We create a single 80/20 split and apply our selective scaling: scale features 0-34, but not feature 35 (`is_pirate`).

In [5]:
# --- 1. Split Data (NON-WINDOWED) ---
print("--- Splitting NON-WINDOWED data for HPO ---")
sss = StratifiedShuffleSplit(n_splits=1, test_size=0.2, random_state=SEED)

for train_idx, val_idx in sss.split(X_train_full_engineered, y_train_full):
    X_train_split_full = X_train_full_engineered[train_idx]
    y_train_split_full = y_train_full[train_idx]
    X_val_split_full = X_train_full_engineered[val_idx]
    y_val_split_full = y_train_full[val_idx]

print(f"  X_train_split_full: {X_train_split_full.shape}")
print(f"  X_val_split_full:   {X_val_split_full.shape}")

# --- 2. Scale Features (SELECTIVELY) ---
print("\n--- Applying Selective Scaling for HPO ---")
scaler_hpo = StandardScaler()

# 1. Separate continuous (features 0-34) and binary (feature 35)
X_train_cont = X_train_split_full[:, :, :35]
X_train_bin = X_train_split_full[:, :, 35:] # The 'is_pirate' feature
X_val_cont = X_val_split_full[:, :, :35]
X_val_bin = X_val_split_full[:, :, 35:]

# 2. Fit scaler ONLY on 2D-reshaped CONTINUOUS training data
ns, ts, f_cont = X_train_cont.shape
X_train_cont_2d = X_train_cont.reshape(ns * ts, f_cont)
scaler_hpo.fit(X_train_cont_2d)
print(f"Fitted scaler on continuous training data shape: {X_train_cont_2d.shape}")

# 3. Transform continuous parts of both train and val
X_train_scaled_2d = scaler_hpo.transform(X_train_cont_2d)
X_train_scaled_cont = X_train_scaled_2d.reshape(ns, ts, f_cont)

ns_val, ts_val, f_val_cont = X_val_cont.shape
X_val_cont_2d = X_val_cont.reshape(ns_val * ts_val, f_val_cont)
X_val_scaled_2d = scaler_hpo.transform(X_val_cont_2d)
X_val_scaled_cont = X_val_scaled_2d.reshape(ns_val, ts_val, f_val_cont)

# 4. Re-concatenate with the UNTOUCHED binary feature
X_train_full_scaled = np.concatenate([X_train_scaled_cont, X_train_bin], axis=2)
X_val_full_scaled = np.concatenate([X_val_scaled_cont, X_val_bin], axis=2)

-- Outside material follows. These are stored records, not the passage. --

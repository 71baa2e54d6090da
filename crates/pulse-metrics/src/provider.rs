// Copyright (c) 2025 Dimitris Kafetzis
//
// Licensed under the MIT License.
// See LICENSE file in the project root for full license information.
//
// SPDX-License-Identifier: MIT

//! Metrics sampling over a [`HardwareSource`].
//!
//! # Concurrency
//! [`MetricsProvider::cpu_usage`] and [`MetricsProvider::snapshot`] take
//! `&mut self`: they overwrite the tick reading kept from the previous
//! sample. Sharing one provider between threads therefore requires wrapping
//! it in a `Mutex` (one sampler at a time); alternatively give each thread
//! its own provider. Every other accessor takes `&self` and re-queries the
//! source.

use crate::config::MetricsConfig;
use crate::interrupt::Interrupt;
use crate::source::{HardwareSource, SystemSource};
use crate::ticks::CpuTicks;
use crate::{DiskMetric, MetricsError, MetricsSnapshot};
use pulse_logger::{pulse_debug, pulse_trace, PulseLogger};
use std::time::Duration;

/// Returned by [`MetricsProvider::cpu_usage`] when the sampling delay was
/// interrupted.
pub const CPU_USAGE_INTERRUPTED: f64 = -1.0;

/// Samples host metrics and assembles them into plain values.
pub struct MetricsProvider<S = SystemSource> {
    source: S,
    previous_ticks: CpuTicks,
    sample_interval: Duration,
    interrupt: Interrupt,
    logger: PulseLogger,
}

impl MetricsProvider<SystemSource> {
    /// Creates a provider over the local host with default settings.
    pub fn new() -> Result<Self, MetricsError> {
        Self::with_source(SystemSource::new())
    }

    /// Creates a provider over the local host using `config` for the
    /// source paths and the sampling delay.
    pub fn with_config(config: &MetricsConfig) -> Result<Self, MetricsError> {
        Ok(Self::with_source(SystemSource::from_config(config))?
            .with_sample_interval(config.sample_interval()))
    }
}

impl<S: HardwareSource> MetricsProvider<S> {
    /// Creates a provider over `source`, capturing the initial tick reading.
    pub fn with_source(source: S) -> Result<Self, MetricsError> {
        let ticks = source.cpu_ticks()?;
        Ok(Self::with_initial_ticks(source, ticks))
    }

    /// Creates a provider whose first CPU sample is measured from `ticks`.
    pub fn with_initial_ticks(source: S, ticks: CpuTicks) -> Self {
        Self {
            source,
            previous_ticks: ticks,
            sample_interval: MetricsConfig::default().sample_interval(),
            interrupt: Interrupt::new(),
            logger: pulse_logger::get_logger_for::<Self>(),
        }
    }

    pub fn with_sample_interval(mut self, interval: Duration) -> Self {
        self.sample_interval = interval;
        self
    }

    /// Replaces the interrupt flag the CPU sample waits on.
    pub fn with_interrupt(mut self, interrupt: Interrupt) -> Self {
        self.interrupt = interrupt;
        self
    }

    /// A handle that cancels an in-progress (or the next) CPU sample.
    pub fn interrupt_handle(&self) -> Interrupt {
        self.interrupt.clone()
    }

    pub fn sample_interval(&self) -> Duration {
        self.sample_interval
    }

    pub fn previous_ticks(&self) -> &CpuTicks {
        &self.previous_ticks
    }

    pub fn source(&self) -> &S {
        &self.source
    }

    /// CPU usage in percent since the previous sample.
    ///
    /// Blocks for the sample interval first. If the wait is interrupted,
    /// returns [`CPU_USAGE_INTERRUPTED`] without touching the stored ticks
    /// and leaves the interrupt flag set for the caller to observe.
    pub fn cpu_usage(&mut self) -> Result<f64, MetricsError> {
        if self.interrupt.sleep(self.sample_interval).is_err() {
            pulse_debug!(self.logger, "cpu sample interrupted");
            return Ok(CPU_USAGE_INTERRUPTED);
        }

        let load = self.source.cpu_load_between_ticks(&self.previous_ticks)? * 100.0;
        self.previous_ticks = self.source.cpu_ticks()?;
        pulse_trace!(self.logger, "cpu usage {load:.2}%");
        Ok(load)
    }

    pub fn total_memory(&self) -> Result<u64, MetricsError> {
        self.source.total_memory()
    }

    pub fn available_memory(&self) -> Result<u64, MetricsError> {
        self.source.available_memory()
    }

    /// Passed through from the source, including its no-sensor sentinel.
    pub fn cpu_temperature(&self) -> f64 {
        self.source.cpu_temperature()
    }

    /// One [`DiskMetric`] per mounted file store, in source order.
    pub fn disk_usage(&self) -> Result<Vec<DiskMetric>, MetricsError> {
        let disks: Vec<DiskMetric> = self.source.file_stores()?.iter().map(DiskMetric::from).collect();
        pulse_trace!(self.logger, "enumerated {} file stores", disks.len());
        Ok(disks)
    }

    /// Samples every metric. Blocks for the CPU sample interval.
    pub fn snapshot(&mut self) -> Result<MetricsSnapshot, MetricsError> {
        let cpu_usage = self.cpu_usage()?;
        Ok(MetricsSnapshot::new(
            cpu_usage,
            self.total_memory()?,
            self.available_memory()?,
            self.cpu_temperature(),
            self.disk_usage()?,
        ))
    }
}

#[cfg(test)]
mod tests {
    use super::*;
    use crate::source::FileStore;
    use std::sync::atomic::{AtomicUsize, Ordering};
    use std::sync::{Arc, Mutex};
    use std::time::Instant;

    const SHORT: Duration = Duration::from_millis(5);

    /// Source returning fixed readings and counting tick reads.
    struct FakeSource {
        ticks: CpuTicks,
        load: f64,
        stores: Vec<FileStore>,
        tick_reads: AtomicUsize,
    }

    impl FakeSource {
        fn new(load: f64) -> Self {
            Self {
                ticks: CpuTicks::new([100, 200, 300, 400, 0, 0, 0, 0]),
                load,
                stores: vec![
                    FileStore::new("/mnt1", 200_000, 100_000),
                    FileStore::new("/mnt2", 500_000, 200_000),
                ],
                tick_reads: AtomicUsize::new(0),
            }
        }
    }

    impl HardwareSource for FakeSource {
        fn cpu_ticks(&self) -> Result<CpuTicks, MetricsError> {
            self.tick_reads.fetch_add(1, Ordering::SeqCst);
            Ok(self.ticks)
        }

        fn cpu_load_between_ticks(&self, _previous: &CpuTicks) -> Result<f64, MetricsError> {
            Ok(self.load)
        }

        fn total_memory(&self) -> Result<u64, MetricsError> {
            Ok(10_000)
        }

        fn available_memory(&self) -> Result<u64, MetricsError> {
            Ok(4_000)
        }

        fn cpu_temperature(&self) -> f64 {
            60.5
        }

        fn file_stores(&self) -> Result<Vec<FileStore>, MetricsError> {
            Ok(self.stores.clone())
        }
    }

    /// Source whose tick counters advance on every read.
    struct SteppingSource {
        reads: Mutex<u64>,
    }

    impl HardwareSource for SteppingSource {
        fn cpu_ticks(&self) -> Result<CpuTicks, MetricsError> {
            let mut reads = self.reads.lock().unwrap();
            *reads += 1;
            let n = *reads;
            // Each read adds 30 busy and 10 idle ticks.
            Ok(CpuTicks::new([30 * n, 0, 0, 10 * n, 0, 0, 0, 0]))
        }

        fn total_memory(&self) -> Result<u64, MetricsError> {
            Ok(0)
        }

        fn available_memory(&self) -> Result<u64, MetricsError> {
            Ok(0)
        }

        fn cpu_temperature(&self) -> f64 {
            0.0
        }

        fn file_stores(&self) -> Result<Vec<FileStore>, MetricsError> {
            Err(MetricsError::NotAvailable {
                path: "fake".to_string(),
            })
        }
    }

    fn provider(load: f64) -> MetricsProvider<FakeSource> {
        MetricsProvider::with_source(FakeSource::new(load))
            .unwrap()
            .with_sample_interval(SHORT)
    }

    #[test]
    fn test_cpu_usage_scales_load() {
        let mut p = provider(0.5);
        assert!((p.cpu_usage().unwrap() - 50.0).abs() < 1e-9);
    }

    #[test]
    fn test_cpu_usage_refreshes_ticks() {
        let mut p = provider(0.5);
        assert_eq!(p.source().tick_reads.load(Ordering::SeqCst), 1);
        p.cpu_usage().unwrap();
        assert_eq!(p.source().tick_reads.load(Ordering::SeqCst), 2);
    }

    #[test]
    fn test_cpu_usage_uses_default_load_computation() {
        let source = SteppingSource {
            reads: Mutex::new(0),
        };
        let mut p = MetricsProvider::with_source(source)
            .unwrap()
            .with_sample_interval(SHORT);
        assert!((p.cpu_usage().unwrap() - 75.0).abs() < 1e-9);
        // The stored reading moved past the one the load was measured against.
        assert_eq!(p.previous_ticks().counters()[0], 90);
    }

    #[test]
    fn test_cpu_usage_interrupted() {
        let mut p = provider(0.5).with_sample_interval(Duration::from_secs(30));
        let interrupt = p.interrupt_handle();
        interrupt.interrupt();

        let start = Instant::now();
        assert_eq!(p.cpu_usage().unwrap(), CPU_USAGE_INTERRUPTED);
        assert!(start.elapsed() < Duration::from_secs(5));
        assert!(interrupt.is_interrupted());
        // Stored ticks untouched.
        assert_eq!(p.source().tick_reads.load(Ordering::SeqCst), 1);
    }

    #[test]
    fn test_cpu_usage_interrupted_from_another_thread() {
        let interrupt = Interrupt::new();
        let mut p = provider(0.5)
            .with_sample_interval(Duration::from_secs(30))
            .with_interrupt(interrupt.clone());

        let sampler = std::thread::spawn(move || p.cpu_usage().unwrap());
        std::thread::sleep(Duration::from_millis(20));
        interrupt.interrupt();

        assert_eq!(sampler.join().unwrap(), CPU_USAGE_INTERRUPTED);
        assert!(interrupt.is_interrupted());
    }

    #[test]
    fn test_shared_provider_behind_mutex() {
        let shared = Arc::new(Mutex::new(provider(0.25)));
        let handles: Vec<_> = (0..4)
            .map(|_| {
                let shared = Arc::clone(&shared);
                std::thread::spawn(move || shared.lock().unwrap().cpu_usage().unwrap())
            })
            .collect();
        for h in handles {
            assert!((h.join().unwrap() - 25.0).abs() < 1e-9);
        }
        let reads = shared.lock().unwrap().source().tick_reads.load(Ordering::SeqCst);
        assert_eq!(reads, 5);
    }

    #[test]
    fn test_disk_usage_in_source_order() {
        let p = provider(0.0);
        let disks = p.disk_usage().unwrap();
        assert_eq!(disks.len(), 2);
        assert_eq!(disks[0].mount_point(), "/mnt1");
        assert_eq!(disks[0].total_space(), 200_000);
        assert_eq!(disks[0].used_space(), 100_000);
        assert_eq!(disks[1].mount_point(), "/mnt2");
        assert_eq!(disks[1].used_space(), 300_000);
    }

    #[test]
    fn test_pass_through_readings() {
        let p = provider(0.0);
        assert_eq!(p.total_memory().unwrap(), 10_000);
        assert_eq!(p.available_memory().unwrap(), 4_000);
        assert_eq!(p.cpu_temperature(), 60.5);
    }

    #[test]
    fn test_source_failure_propagates() {
        let p = MetricsProvider::with_initial_ticks(
            SteppingSource {
                reads: Mutex::new(0),
            },
            CpuTicks::default(),
        );
        assert!(matches!(p.disk_usage(), Err(MetricsError::NotAvailable { .. })));
    }

    #[test]
    fn test_snapshot() {
        let mut p = provider(0.1234);
        let snap = p.snapshot().unwrap();
        assert!((snap.cpu_usage - 12.34).abs() < 1e-9);
        assert_eq!(snap.total_memory, 10_000);
        assert_eq!(snap.available_memory, 4_000);
        assert_eq!(snap.disks.len(), 2);
        let text = snap.to_string();
        assert!(text.contains("CPU Usage: 12.34%"));
        assert!(text.contains("Disk /mnt2: 300000/500000 used"));
    }
}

print(f"  X_train_full_scaled (final): {X_train_full_scaled.shape}")
print(f"  X_val_full_scaled (final):   {X_val_full_scaled.shape}")

# Verify the binary feature is still 0/1
# print(f"Min/Max of pirate feature in scaled train: {X_train_full_scaled[:, :, 35].min()}, {X_train_full_scaled[:, :, 35].max()}")

# Clean up
del X_train_cont, X_train_bin, X_val_cont, X_val_bin
del X_train_cont_2d, X_train_scaled_2d, X_val_cont_2d, X_val_scaled_2d
del X_train_scaled_cont, X_val_scaled_cont

--- Splitting NON-WINDOWED data for HPO ---
  X_train_split_full: (528, 160, 36)
  X_val_split_full:   (133, 160, 36)

--- Applying Selective Scaling for HPO ---
Fitted scaler on continuous training data shape: (84480, 35)
  X_train_full_scaled (final): (528, 160, 36)
  X_val_full_scaled (final):   (133, 160, 36)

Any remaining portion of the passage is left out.